According to The News on Friday, there was a recent two-day decrease in the price of the rupee versus the dollar that has now reversed itself and was allegedly caused by manipulation by some banks.
There was no discernible shift in the fundamentals of market forces on Thursday, despite the rupee turning the tide against the dollar and strengthening in both the open and interbank markets at the same time with wide margins.
The reversal demonstrates that certain commercial banks’ complicity in manipulating the currency market to their advantage and profit was what caused the decrease in the value of the rupee.
In the past, the banking industry’s earnings exploded without any consequences or being subject to windfall gains tax after managing to thwart any such government measures.
The News was informed by intelligence sources that the commercial banks and other participants were acting in a cartel-like manner. They continued by saying that the banks artificially inflate the interbank dollar rate to Rs282 in order to maximize their profits on lined-up Letters of Credits (LCs) of importers and purposefully delay LCs to create an artificial shortage of dollars in the market.
Following a commotion from importers and other parties, the banks attributed the rise in the dollar to the government’s impending installment payment to the International Monetary Fund (IMF) in November.

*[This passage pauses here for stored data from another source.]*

//! Polyline paths sampled by distance, used by path-following roles.

use glam::{Quat, Vec3};
use serde::{Deserialize, Serialize};

use crate::error::{Result, StriderError};
use crate::types::look_rotation;

/// What happens when the distance cursor runs past either end of a path.
#[derive(Debug, Clone, Copy, PartialEq, Eq, Serialize, Deserialize, Default)]
pub enum EndOfPath {
    /// Wrap around to the start.
    #[default]
    Loop,
    /// Walk back along the path (ping-pong).
    Reverse,
    /// Clamp at the end.
    Stop,
}

/// A piecewise-linear path with cached cumulative lengths.
#[derive(Debug, Clone, PartialEq)]
pub struct PathSpline {
    points: Vec<Vec3>,
    /// `cumulative[i]` is the distance from the start to vertex `i`. Closed
    /// paths carry one extra entry for the closing segment.
    cumulative: Vec<f32>,
    closed: bool,
}

impl PathSpline {
    /// Build a path through `points`. A closed path has an implicit segment
    /// from the last point back to the first.
    ///
    /// # Errors
    /// Returns `StriderError::Config` for fewer than two points or a path of
    /// zero length.
    pub fn new(points: Vec<Vec3>, closed: bool) -> Result<Self> {
        if points.len() < 2 {
            return Err(StriderError::Config(format!(
                "path needs at least 2 points, got {}",
                points.len()
            )));
        }
        let mut cumulative = Vec::with_capacity(points.len() + 1);
        let mut total = 0.0;
        cumulative.push(0.0);
        for pair in points.windows(2) {
            total += pair[0].distance(pair[1]);
            cumulative.push(total);
        }
        if closed {
            total += points[points.len() - 1].distance(points[0]);
            cumulative.push(total);
        }
        if total <= f32::EPSILON {
            return Err(StriderError::Config("path has zero length".into()));
        }
        Ok(Self {
            points,
            cumulative,
            closed,
        })
    }

    /// Total length.
    #[must_use]
    pub fn length(&self) -> f32 {
        self.cumulative.last().copied().unwrap_or(0.0)
    }

    /// Whether the path closes back on itself.
    #[must_use]
    pub fn is_closed(&self) -> bool {
        self.closed
    }

    fn segment_count(&self) -> usize {
        self.cumulative.len() - 1
    }

    fn segment(&self, i: usize) -> (Vec3, Vec3) {
        let a = self.points[i];
        let b = self.points[(i + 1) % self.points.len()];
        (a, b)
    }

    /// Distance along the path of the point closest to `position`.
    #[must_use]
    pub fn closest_distance(&self, position: Vec3) -> f32 {
        let mut best = (f32::INFINITY, 0.0);
        for i in 0..self.segment_count() {
            let (a, b) = self.segment(i);
            let ab = b - a;
            let len_sq = ab.length_squared();
            let t = if len_sq <= f32::EPSILON {
                0.0
            } else {
                ((position - a).dot(ab) / len_sq).clamp(0.0, 1.0)
            };
            let d = position.distance_squared(a + ab * t);
            if d < best.0 {
                let seg_len = self.cumulative[i + 1] - self.cumulative[i];
                best = (d, self.cumulative[i] + seg_len * t);
            }
        }
        best.1
    }

    /// Map a raw cursor onto `[0, length]` according to `end`, plus whether
    /// the cursor currently runs backwards (only for [`EndOfPath::Reverse`]).
    fn resolve(&self, distance: f32, end: EndOfPath) -> (f32, bool) {
        let len = self.length();
        match end {
            EndOfPath::Loop => (distance.rem_euclid(len), false),
            EndOfPath::Stop => (distance.clamp(0.0, len), false),
            EndOfPath::Reverse => {
                let m = distance.rem_euclid(2.0 * len);
                if m > len { (2.0 * len - m, true) } else { (m, false) }
            }
        }
    }

    fn locate(&self, d: f32) -> (usize, f32) {
        let last = self.segment_count() - 1;
        let i = match self
            .cumulative
            .binary_search_by(|c| c.partial_cmp(&d).unwrap_or(std::cmp::Ordering::Less))
        {
            Ok(i) => i.min(last),
            Err(i) => i.saturating_sub(1).min(last),
        };
        let seg_len = self.cumulative[i + 1] - self.cumulative[i];
        let t = if seg_len <= f32::EPSILON {
            0.0
        } else {
            ((d - self.cumulative[i]) / seg_len).clamp(0.0, 1.0)
        };
        (i, t)
    }

    /// World position at `distance` along the path.
    #[must_use]
    pub fn point_at(&self, distance: f32, end: EndOfPath) -> Vec3 {
        let (d, _) = self.resolve(distance, end);
        let (i, t) = self.locate(d);
        let (a, b) = self.segment(i);
        a.lerp(b, t)
    }

    /// Facing at `distance` along the path, in the direction of travel.
    #[must_use]
    pub fn rotation_at(&self, distance: f32, end: EndOfPath) -> Quat {
        let (d, backwards) = self.resolve(distance, end);
        let (i, _) = self.locate(d);
        let (a, b) = self.segment(i);
        let dir = if backwards { a - b } else { b - a };
        look_rotation(dir).unwrap_or(Quat::IDENTITY)
    }
}
use std::f32::consts::PI;

use glam::{Quat, Vec3};
use tracing::{debug, warn};

use crate::character::CharacterBody;
use crate::dispatch::{Env, Flow, RoleCommand};
use crate::states::StateBehavior;
use crate::types::{StateId, Transform};

/// Keeps the character at a fixed offset from its follow target, mirroring
/// the target's facing. Falls back to idle when there is nothing to follow.
#[derive(Debug, Clone, Default)]
pub struct Following {
    offset: Vec3,
}

impl Following {
    fn target<'e>(body: &CharacterBody, env: &'e Env<'_>) -> Option<&'e Transform> {
        let Some(target) = body.follow_target else {
            debug!(character = %body.id, "No follow target, going idle");
            return None;
        };
        let found = env.transforms.get(target);
        if found.is_none() {
            warn!(character = %body.id, target = %target, "Follow target not in scene, going idle");
        }
        found
    }
}

impl StateBehavior for Following {
    fn id(&self) -> StateId {
        StateId::Following
    }

    fn start(&mut self, body: &mut CharacterBody, env: &mut Env<'_>) -> Flow {
        let Some(target) = Self::target(body, env) else {
            self.offset = Vec3::ZERO;
            return Flow::Role(RoleCommand::Idle);
        };
        self.offset = body.transform.position - target.position;
        Flow::Continue
    }

    fn update(&mut self, body: &mut CharacterBody, env: &mut Env<'_>) -> Flow {
        let Some(target) = Self::target(body, env).copied() else {
            return Flow::Role(RoleCommand::Idle);
        };
        let position = target.position + self.offset;
        body.transform = Transform {
            position,
            rotation: target.rotation.inverse() * Quat::from_rotation_y(PI),
        };
        if let Some(nav) = body.nav.quiet() {
            nav.warp(position);
        }
        Flow::Continue
    }
}
//! The scene: owns every character and the services they share, and steps
//! the world one frame at a time.
//!
//! A frame runs in a fixed order: agents move, transforms are published,
//! overlaps and finished clips are queued on the characters they concern,
//! and then every character ticks. Queued stimuli therefore always land
//! before the state update of the same frame.

use std::collections::HashMap;
use std::sync::Arc;

use glam::Vec3;
use rand::rngs::SmallRng;
use rand::{Rng, SeedableRng};
use strider_core::config::{GroupConfig, StriderConfig};
use strider_core::metrics::CounterSnapshot;
use strider_core::path::{EndOfPath, PathSpline};
use strider_core::rest_area::{RestArea, RestAreas};
use strider_core::types::{CharacterId, Role, Stimulus, Transform, look_rotation};
use strider_core::{Character, Result, Services, StriderError};
use tracing::{debug, info, warn};

use crate::clips::ClipHandle;
use crate::kinematic::{AgentHandle, NavBounds};
use crate::triggers::OverlapTracker;

struct Entry {
    character: Character,
    agent: AgentHandle,
    clips: ClipHandle,
}

/// A running world.
pub struct Scene {
    config: StriderConfig,
    bounds: NavBounds,
    services: Services,
    entries: Vec<Entry>,
    paths: HashMap<Role, Arc<PathSpline>>,
    overlaps: OverlapTracker,
    rng: SmallRng,
    next_id: u32,
    frames: u64,
}

impl Scene {
    /// Build an empty scene with the configured rest areas and paths.
    ///
    /// # Errors
    /// Returns `StriderError::Config` if the configuration is invalid.
    pub fn from_config(config: StriderConfig) -> Result<Self> {
        config.validate()?;

        let mut rest_areas = RestAreas::new();
        for area in &config.rest_areas {
            rest_areas.add(RestArea::new(area.enter, area.exit, area.radius));
        }

        let mut paths = HashMap::new();
        for group in &config.groups {
            if let Some(path) = &group.path {
                let spline = PathSpline::new(path.points.clone(), path.closed)?;
                paths.insert(group.role, Arc::new(spline));
            }
        }

        let services = Services {
            rest_areas,
            resting: config.resting,
            ..Services::default()
        };
        info!(
            rest_areas = services.rest_areas.len(),
            groups = config.groups.len(),
            seed = config.general.seed,
            "Scene created"
        );

        Ok(Self {
            bounds: NavBounds::from_config(&config.world),
            rng: SmallRng::seed_from_u64(config.general.seed),
            config,
            services,
            entries: Vec::new(),
            paths,
            overlaps: OverlapTracker::new(),
            next_id: 0,
            frames: 0,
        })
    }

    /// Spawn every group's initial instances. Returns how many were spawned.
    ///
    /// # Errors
    /// Propagates character construction errors.
    pub fn spawn(&mut self) -> Result<usize> {
        let mut spawned = 0;
        let plan: Vec<(Role, u32)> = self
            .config
            .groups
            .iter()
            .map(|g| (g.role, g.initial_instances()))
            .collect();
        for (role, count) in plan {
            for _ in 0..count {
                if self.add_character(role)?.is_some() {
                    spawned += 1;
                }
            }
        }
        info!(spawned, "Initial population spawned");
        Ok(spawned)
    }

    /// Add one character of `role`. Returns `None` when the group is full.
    ///
    /// # Errors
    /// Returns `StriderError::Config` if no group is configured for `role`.
    pub fn add_character(&mut self, role: Role) -> Result<Option<CharacterId>> {
        let group = self
            .config
            .group(role)
            .cloned()
            .ok_or_else(|| StriderError::Config(format!("no group configured for {role}")))?;

        let alive = self.entries.iter().filter(|e| e.character.role() == role).count();
        if alive >= group.max_instances as usize {
            warn!(role = %role, max = group.max_instances, "Group is full, not spawning");
            return Ok(None);
        }

        let id = CharacterId(self.next_id);
        self.next_id += 1;
        let (position, waypoint) = self.spawn_point(&group);
        let agent = AgentHandle::new(self.bounds, position, self.config.world.stopping_distance);
        let clips = ClipHandle::new(self.config.world.sit_clip_seconds, self.config.world.stand_clip_seconds);

        let mut builder = Character::builder(id, role)
            .initial_state(group.initial_state)
            .transform(Transform::at(agent.position()))
            .movement(group.movement.clone())
            .seed(self.config.general.seed)
            .nav(agent.agent())
            .animator(clips.animator());
        if let Some(index) = waypoint {
            builder = builder.waypoints_from(group.waypoints.clone(), index);
        }
        if let (Some(path), Some(cfg)) = (self.paths.get(&role), &group.path) {
            builder = builder.path(Arc::clone(path), cfg.end);
        }
        if let Some(lead_role) = group.follow {
            match self.entries.iter().find(|e| e.character.role() == lead_role) {
                Some(lead) => builder = builder.follow(lead.character.id()),
                None => warn!(character = %id, lead = %lead_role, "No character to follow yet"),
            }
        }

        let character = builder.build()?;
        self.services.transforms.insert(id, character.body().transform);
        debug!(character = %id, role = %role, x = position.x, z = position.z, "Character spawned");
        self.entries.push(Entry {
            character,
            agent,
            clips,
        });
        Ok(Some(id))
    }

    /// Remove a character, releasing anything it held.
    pub fn despawn(&mut self, id: CharacterId) -> bool {
        let Some(index) = self.entries.iter().position(|e| e.character.id() == id) else {
            return false;
        };
        let mut entry = self.entries.remove(index);
        entry.character.retire(&mut self.services.env(0.0));
        self.services.transforms.remove(id);
        self.overlaps.forget(id);
        info!(character = %id, "Character despawned");
        true
    }

    /// Move a character instantly.
    pub fn teleport(&mut self, id: CharacterId, position: Vec3) -> bool {
        let Some(entry) = self.entries.iter_mut().find(|e| e.character.id() == id) else {
            return false;
        };
        entry.agent.teleport(position);
        let placed = entry.agent.position();
        entry.character.body_mut().transform.position = placed;
        self.services.transforms.insert(id, entry.character.body().transform);
        true
    }

    /// Advance the world by `dt` seconds.
    pub fn step(&mut self, dt: f32) {
        self.frames += 1;

        for entry in &mut self.entries {
            let position = entry.agent.step(dt);
            let body = entry.character.body_mut();
            body.transform.position = position;
            if let Some(facing) = look_rotation(entry.agent.velocity()) {
                body.transform.rotation = facing;
            }
            self.services.transforms.insert(body.id, body.transform);
        }

        let positions: Vec<(CharacterId, Vec3)> = self
            .entries
            .iter()
            .map(|e| (e.character.id(), e.character.body().transform.position))
            .collect();
        let mut collisions: HashMap<CharacterId, Vec<Stimulus>> = HashMap::new();
        for (who, stimulus) in self.overlaps.bodies(&positions) {
            collisions.entry(who).or_default().push(stimulus);
        }

        for entry in &mut self.entries {
            let id = entry.character.id();
            let position = entry.character.body().transform.position;
            for stimulus in self.overlaps.rest_areas(id, position, &self.services.rest_areas) {
                entry.character.enqueue(stimulus);
            }
            for stimulus in collisions.remove(&id).unwrap_or_default() {
                entry.character.enqueue(stimulus);
            }
            if let Some(event) = entry.clips.advance(dt) {
                entry.character.enqueue(Stimulus::Animation(event));
            }
        }

        let mut env = self.services.env(dt);
        for entry in &mut self.entries {
            entry.character.tick(&mut env);
        }
        drop(env);

        // States may have moved characters directly (paths, following).
        for entry in &self.entries {
            let body = entry.character.body();
            self.services.transforms.insert(body.id, body.transform);
        }
    }

    /// Frames stepped so far.
    #[must_use]
    pub fn frames(&self) -> u64 {
        self.frames
    }

    /// Number of live characters.
    #[must_use]
    pub fn len(&self) -> usize {
        self.entries.len()
    }

    /// Whether the scene has no characters.
    #[must_use]
    pub fn is_empty(&self) -> bool {
        self.entries.is_empty()
    }

    /// All live characters.
    pub fn characters(&self) -> impl Iterator<Item = &Character> {
        self.entries.iter().map(|e| &e.character)
    }

    /// Look a character up.
    #[must_use]
    pub fn character(&self, id: CharacterId) -> Option<&Character> {
        self.characters().find(|c| c.id() == id)
    }

    /// Clip animator of a character.
    #[must_use]
    pub fn clips(&self, id: CharacterId) -> Option<&ClipHandle> {
        self.entries.iter().find(|e| e.character.id() == id).map(|e| &e.clips)
    }

    /// Shared services (rest areas, events, counters).
    #[must_use]
    pub fn services(&self) -> &Services {
        &self.services
    }

    /// Counter snapshot.
    #[must_use]
    pub fn counters(&self) -> CounterSnapshot {
        self.services.counters.snapshot()
    }

    /// Where a new member of `group` appears, and the waypoint index it
    /// appears on. Waypoint groups spawn on a random waypoint of their list.
    fn spawn_point(&mut self, group: &GroupConfig) -> (Vec3, Option<usize>) {
        if !group.waypoints.is_empty() {
            let index = self.rng.gen_range(0..group.waypoints.len());
            return (group.waypoints[index], Some(index));
        }
        if let Some(path) = self.paths.get(&group.role) {
            return (path.point_at(0.0, EndOfPath::Stop), None);
        }
        let position = Vec3::new(
            self.rng.gen_range(self.bounds.min.x..=self.bounds.max.x),
            self.bounds.min.y,
            self.rng.gen_range(self.bounds.min.z..=self.bounds.max.z),
        );
        (position, None)
    }
}

impl std::fmt::Debug for Scene {
    fn fmt(&self, f: &mut std::fmt::Formatter<'_>) -> std::fmt::Result {
        f.debug_struct("Scene")
            .field("characters", &self.entries.len())
            .field("frames", &self.frames)
            .field("services", &self.services)
            .finish_non_exhaustive()
    }
}
//! BundleKit Core
//!
//! Vocabulary for versioned content bundles: identity and version types, the
//! collaborator traits a bundle manager consumes (store, swarm, bundler,
//! logger, hooks), warmup tracing, configuration and error types. The manager
//! itself lives in `bundlekit-runtime`.

extern crate alloc;

// ----------------------------------------------------------------------------
// Module Declarations
// ----------------------------------------------------------------------------

pub mod bundler;
pub mod config;
pub mod errors;
pub mod events;
pub mod hooks;
pub mod link;
pub mod package;
pub mod store;
pub mod swarm;
pub mod tracer;
pub mod types;

// ----------------------------------------------------------------------------
// Public API
// ----------------------------------------------------------------------------

pub use bundler::{Artifact, BundleRequest, Bundler, LINK_SCHEME};
pub use config::{BundleConfig, DEFAULT_ENTRYPOINT};
pub use errors::{BundleError, BundleResult, ReplicationError, StoreError, StoreResult};
pub use events::{BundleEvent, EventLogger, LogLevel, NoOpLogger, TracingLogger};
pub use hooks::{FailureHandler, NoUpdateNotifier, PropagateFailure, UpdateInfo, UpdateNotifier};
pub use link::BundleLink;
pub use package::PackageDescriptor;
pub use store::{
    keys, read_meta, write_meta, Batch, BlobSink, ByteStream, PeerEvent, StoreView,
    VersionChange, VersionedStore,
};
pub use swarm::{JoinOptions, JoinRequest, Swarm};
pub use tracer::{AccessTracer, WarmupTrace};
pub use types::{
    AccessRange, BlobRange, BundleKey, ByteRange, Checkout, DiscoveryKey, Entry, Region, Version,
};
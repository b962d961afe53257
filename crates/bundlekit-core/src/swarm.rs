//! Swarm abstraction for bundle replication
//!
//! A [`Swarm`] is the caller-owned peer discovery network. The manager joins
//! it under the store's discovery key and leaves it on close; the swarm owns
//! connection handling and data serving.

use async_trait::async_trait;

use crate::types::{BundleKey, DiscoveryKey};
use crate::{BundleError, BundleResult, ReplicationError};

// ----------------------------------------------------------------------------
// Join Options
// ----------------------------------------------------------------------------

/// Caller-facing options for joining a swarm
#[derive(Debug, Clone)]
pub struct JoinOptions {
    /// Comma-separated hex keys of extra peers to announce to
    pub seeders: Option<String>,
    /// Accept incoming connections
    pub server: bool,
    /// Make outgoing connections
    pub client: bool,
}

impl Default for JoinOptions {
    fn default() -> Self {
        Self {
            seeders: None,
            server: false,
            client: true,
        }
    }
}

impl JoinOptions {
    /// Options for a seeding peer that both serves and connects
    pub fn seeding() -> Self {
        Self {
            seeders: None,
            server: true,
            client: true,
        }
    }

    pub fn with_seeders<T: Into<String>>(mut self, seeders: T) -> Self {
        self.seeders = Some(seeders.into());
        self
    }

    /// Resolve the seed list into the request handed to the swarm
    pub fn resolve(&self) -> BundleResult<JoinRequest> {
        let announce_seeds = match &self.seeders {
            Some(list) => parse_seeders(list)?,
            None => Vec::new(),
        };
        Ok(JoinRequest {
            announce_seeds,
            server: self.server,
            client: self.client,
        })
    }
}

fn parse_seeders(list: &str) -> BundleResult<Vec<BundleKey>> {
    list.split(',')
        .map(str::trim)
        .filter(|seed| !seed.is_empty())
        .map(|seed| {
            seed.parse::<BundleKey>()
                .map_err(|_| BundleError::malformed(format!("Invalid seeder key: {}", seed)))
        })
        .collect()
}

/// Resolved join parameters
#[derive(Debug, Clone, PartialEq, Eq)]
pub struct JoinRequest {
    pub announce_seeds: Vec<BundleKey>,
    pub server: bool,
    pub client: bool,
}

// ----------------------------------------------------------------------------
// Swarm Trait
// ----------------------------------------------------------------------------

/// Peer discovery network shared with the caller
#[async_trait]
pub trait Swarm: Send + Sync {
    /// Join `topic`; resolves once the topic has been announced
    async fn join(&self, topic: DiscoveryKey, request: JoinRequest)
        -> Result<(), ReplicationError>;

    /// Leave `topic`
    async fn leave(&self, topic: DiscoveryKey) -> Result<(), ReplicationError>;
}

#[cfg(test)]
mod tests {
    use super::*;

    #[test]
    fn test_default_options_are_client_only() {
        let request = JoinOptions::default().resolve().unwrap();
        assert!(request.client);
        assert!(!request.server);
        assert!(request.announce_seeds.is_empty());
    }

    #[test]
    fn test_seeders_are_split_on_commas() {
        let a = BundleKey::new([1; 32]);
        let b = BundleKey::new([2; 32]);
        let options = JoinOptions::seeding().with_seeders(format!("{}, {},", a, b));
        let request = options.resolve().unwrap();
        assert_eq!(request.announce_seeds, vec![a, b]);
        assert!(request.server);
    }

    #[test]
    fn test_invalid_seeder_is_malformed_input() {
        let err = JoinOptions::default()
            .with_seeders("not-a-key")
            .resolve()
            .unwrap_err();
        assert!(matches!(err, BundleError::MalformedInput { .. }));
    }
}
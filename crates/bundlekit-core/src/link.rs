//! Bundle link parsing
//!
//! Links name a bundle by key and optionally a path inside it:
//! `bundle://<hex-key>/<path>`, `bundle:<hex-key>/<path>` or a bare key.

use url::Url;

use crate::bundler::LINK_SCHEME;
use crate::types::BundleKey;
use crate::{BundleError, BundleResult};

#[derive(Debug, Clone, PartialEq, Eq)]
pub struct BundleLink {
    /// `None` when the link does not carry a decodable key
    pub key: Option<BundleKey>,
    /// Path after the key, without the leading slash
    pub data: Option<String>,
}

impl BundleLink {
    pub fn parse(link: &str) -> BundleResult<Self> {
        let link = link.trim();
        if link.is_empty() {
            return Err(BundleError::malformed("No link specified"));
        }

        let prefix = format!("{}:", LINK_SCHEME);
        let normalized = if link.starts_with(&prefix) {
            link.to_string()
        } else {
            format!("{}://{}", LINK_SCHEME, link)
        };

        let url = match Url::parse(&normalized) {
            Ok(url) => url,
            Err(_) => {
                return Ok(Self {
                    key: None,
                    data: None,
                })
            }
        };

        // Without a host the key is the first path segment
        let path = url.path();
        let (raw_key, rest) = match url.host_str().filter(|host| !host.is_empty()) {
            Some(host) => (host, path.strip_prefix('/').unwrap_or(path)),
            None => {
                let path = path.strip_prefix('/').unwrap_or(path);
                match path.split_once('/') {
                    Some((key, rest)) => (key, rest),
                    None => (path, ""),
                }
            }
        };

        let data = if rest.is_empty() {
            None
        } else {
            Some(rest.to_string())
        };

        Ok(Self {
            key: raw_key.parse().ok(),
            data,
        })
    }

    /// Canonical `bundle://` form
    pub fn to_url(&self) -> Option<String> {
        let key = self.key?;
        Some(match &self.data {
            Some(data) => format!("{}://{}/{}", LINK_SCHEME, key, data),
            None => format!("{}://{}", LINK_SCHEME, key),
        })
    }
}
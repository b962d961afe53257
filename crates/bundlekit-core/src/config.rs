//! Bundle configuration
//!
//! Construction options for a bundle manager. Collaborators (store, logger,
//! hooks) are supplied separately through the runtime builder; everything here
//! is plain data that can be loaded from TOML.

use serde::{Deserialize, Serialize};
use std::path::PathBuf;

use crate::types::{BundleKey, Checkout};
use crate::{BundleError, BundleResult};

/// Entrypoint handed to the bundler when neither config nor package names one
pub const DEFAULT_ENTRYPOINT: &str = ".";

// ----------------------------------------------------------------------------
// Bundle Configuration
// ----------------------------------------------------------------------------

#[derive(Debug, Clone, PartialEq, Serialize, Deserialize)]
#[serde(default)]
pub struct BundleConfig {
    /// Store identity; `None` for purely local stores
    pub key: Option<BundleKey>,
    /// Distribution channel to record on writable stores
    pub channel: Option<String>,
    /// Which version reads are served from
    pub checkout: Checkout,
    /// Staging managers always track the mutable head
    pub stage: bool,
    /// Capture a warmup trace from the start
    pub trace: bool,
    /// Watch the store for new versions after ready
    pub watch_updates: bool,
    /// Scratch directory handed to the bundler
    pub swap_dir: PathBuf,
    /// Module the bundler starts from; falls back to the package descriptor
    pub entrypoint: Option<String>,
}

impl Default for BundleConfig {
    fn default() -> Self {
        Self {
            key: None,
            channel: None,
            checkout: Checkout::Release,
            stage: false,
            trace: false,
            watch_updates: false,
            swap_dir: std::env::temp_dir().join("bundlekit-swap"),
            entrypoint: None,
        }
    }
}

impl BundleConfig {
    /// Config for a replicated store
    pub fn for_key(key: BundleKey) -> Self {
        Self {
            key: Some(key),
            ..Self::default()
        }
    }

    /// Config for a purely local store tracking its head
    pub fn local() -> Self {
        Self {
            checkout: Checkout::Live,
            ..Self::default()
        }
    }

    /// Config tuned for tests: keyed, live checkout, no update watch
    pub fn testing() -> Self {
        Self {
            key: Some(BundleKey::new([0x42; 32])),
            checkout: Checkout::Live,
            swap_dir: PathBuf::from("/tmp/bundlekit-test"),
            ..Self::default()
        }
    }

    pub fn with_channel<T: Into<String>>(mut self, channel: T) -> Self {
        self.channel = Some(channel.into());
        self
    }

    pub fn with_checkout(mut self, checkout: Checkout) -> Self {
        self.checkout = checkout;
        self
    }

    /// Parse a TOML document
    pub fn from_toml_str(source: &str) -> BundleResult<Self> {
        let config: Self = toml::from_str(source)
            .map_err(|err| BundleError::config_error(err.to_string()))?;
        config.validate().map_err(BundleError::config_error)?;
        Ok(config)
    }

    /// Validate the configuration
    pub fn validate(&self) -> Result<(), String> {
        if let Some(channel) = &self.channel {
            if channel.trim().is_empty() {
                return Err("Channel cannot be empty".into());
            }
        }
        if let Some(entrypoint) = &self.entrypoint {
            if entrypoint.trim().is_empty() {
                return Err("Entrypoint cannot be empty".into());
            }
        }
        if self.stage && self.checkout != Checkout::Release && self.checkout != Checkout::Live {
            return Err("A staging bundle cannot pin a version".into());
        }
        if self.swap_dir.as_os_str().is_empty() {
            return Err("Swap directory cannot be empty".into());
        }
        Ok(())
    }
}

#[cfg(test)]
mod tests {
    use super::*;

    #[test]
    fn test_default_config_is_valid() {
        assert!(BundleConfig::default().validate().is_ok());
        assert!(BundleConfig::testing().validate().is_ok());
        assert!(BundleConfig::local().validate().is_ok());
    }

    #[test]
    fn test_staging_with_pinned_version_is_rejected() {
        let config = BundleConfig {
            stage: true,
            checkout: Checkout::Version(3),
            ..BundleConfig::default()
        };
        assert!(config.validate().is_err());
    }

    #[test]
    fn test_from_toml() {
        let key = BundleKey::new([9; 32]);
        let source = format!(
            "key = \"{}\"\nchannel = \"beta\"\ncheckout = 7\ntrace = true\n",
            key
        );
        let config = BundleConfig::from_toml_str(&source).unwrap();
        assert_eq!(config.key, Some(key));
        assert_eq!(config.channel.as_deref(), Some("beta"));
        assert_eq!(config.checkout, Checkout::Version(7));
        assert!(config.trace);
        assert!(!config.stage);
    }

    #[test]
    fn test_from_toml_named_checkout() {
        let config = BundleConfig::from_toml_str("checkout = \"live\"").unwrap();
        assert_eq!(config.checkout, Checkout::Live);
    }

    #[test]
    fn test_from_toml_rejects_bad_values() {
        assert!(BundleConfig::from_toml_str("checkout = \"head\"").is_err());
        assert!(BundleConfig::from_toml_str("channel = \"  \"").is_err());
        assert!(BundleConfig::from_toml_str("key = \"abcd\"").is_err());
    }
}
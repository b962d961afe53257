//! Package descriptor
//!
//! The `package.json`-style manifest shipped alongside a bundle. Only the
//! fields the manager reads are typed; everything else is kept verbatim.

use serde::{Deserialize, Serialize};
use std::collections::BTreeMap;

use crate::BundleResult;

#[derive(Debug, Clone, Default, PartialEq, Serialize, Deserialize)]
pub struct PackageDescriptor {
    #[serde(default, skip_serializing_if = "Option::is_none")]
    pub name: Option<String>,
    #[serde(default, skip_serializing_if = "Option::is_none")]
    pub version: Option<String>,
    /// Entry module
    #[serde(default, skip_serializing_if = "Option::is_none")]
    pub main: Option<String>,
    #[serde(flatten)]
    pub extra: BTreeMap<String, serde_json::Value>,
}

impl PackageDescriptor {
    /// Parse a descriptor; malformed JSON is a hard error
    pub fn parse(bytes: &[u8]) -> BundleResult<Self> {
        Ok(serde_json::from_slice(bytes)?)
    }
}

#[cfg(test)]
mod tests {
    use super::*;
    use crate::BundleError;

    #[test]
    fn test_parse_keeps_unknown_fields() {
        let pkg = PackageDescriptor::parse(
            br#"{"name":"app","main":"app.js","pear":{"gui":true}}"#,
        )
        .unwrap();
        assert_eq!(pkg.name.as_deref(), Some("app"));
        assert_eq!(pkg.main.as_deref(), Some("app.js"));
        assert!(pkg.version.is_none());
        assert_eq!(pkg.extra["pear"]["gui"], serde_json::Value::Bool(true));
    }

    #[test]
    fn test_corrupt_descriptor_is_malformed_input() {
        let err = PackageDescriptor::parse(b"{\"name\": ").unwrap_err();
        assert!(matches!(err, BundleError::MalformedInput { .. }));
    }
}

However, market insiders told The News that there was plenty of cash available because money changers were seeing healthy inflows.
In order to profit, the banks gathered USD around 276–277 and subsequently increased the interbank rate to over 280. Market participants assert that banks typically use these kinds of strategies to counter losses brought on by the ongoing decline in the value of the dollar.
When questioned about the matter, the chairman of the Exchange Companies Association of Pakistan (ECAP), Malik Bostan, placed the blame on the manipulation, which involved attempts to turn all gains into losses by fomenting a fresh wave of the rupee’s weakness against the dollar and passing the information along to higher authorities.
Bostan claimed that the rupee made a comeback on Thursday and expressed optimism that the pattern will hold in the days to come.
The general secretary of ECAP, Zafar Paracha, concurred with Bostan’s assessment of the suspected manipulation by banks. He continued by saying that appropriate steps made by the pertinent authorities improved the parity between the rupee and the dollar in both interbank and open markets.
Independent economists contend, however, that the government made administrative moves that had favorable outcomes. The sustainability of those benefits, they cautioned, depends on the economic managers’ capacity to attract new inflows of dollars and rescue Pakistan from its dollar liquidity crisis.
According to them, Pakistan would have to pay back $790 million to service its foreign debt, which includes principal and mark-up repayments. In recent weeks, the government had used this to pay back the interest on Euro bonds.
The dollar inflows must be increased in order to stabilize the currency market consistently, as the government is now required to return $187 million in principle and markup in the current month.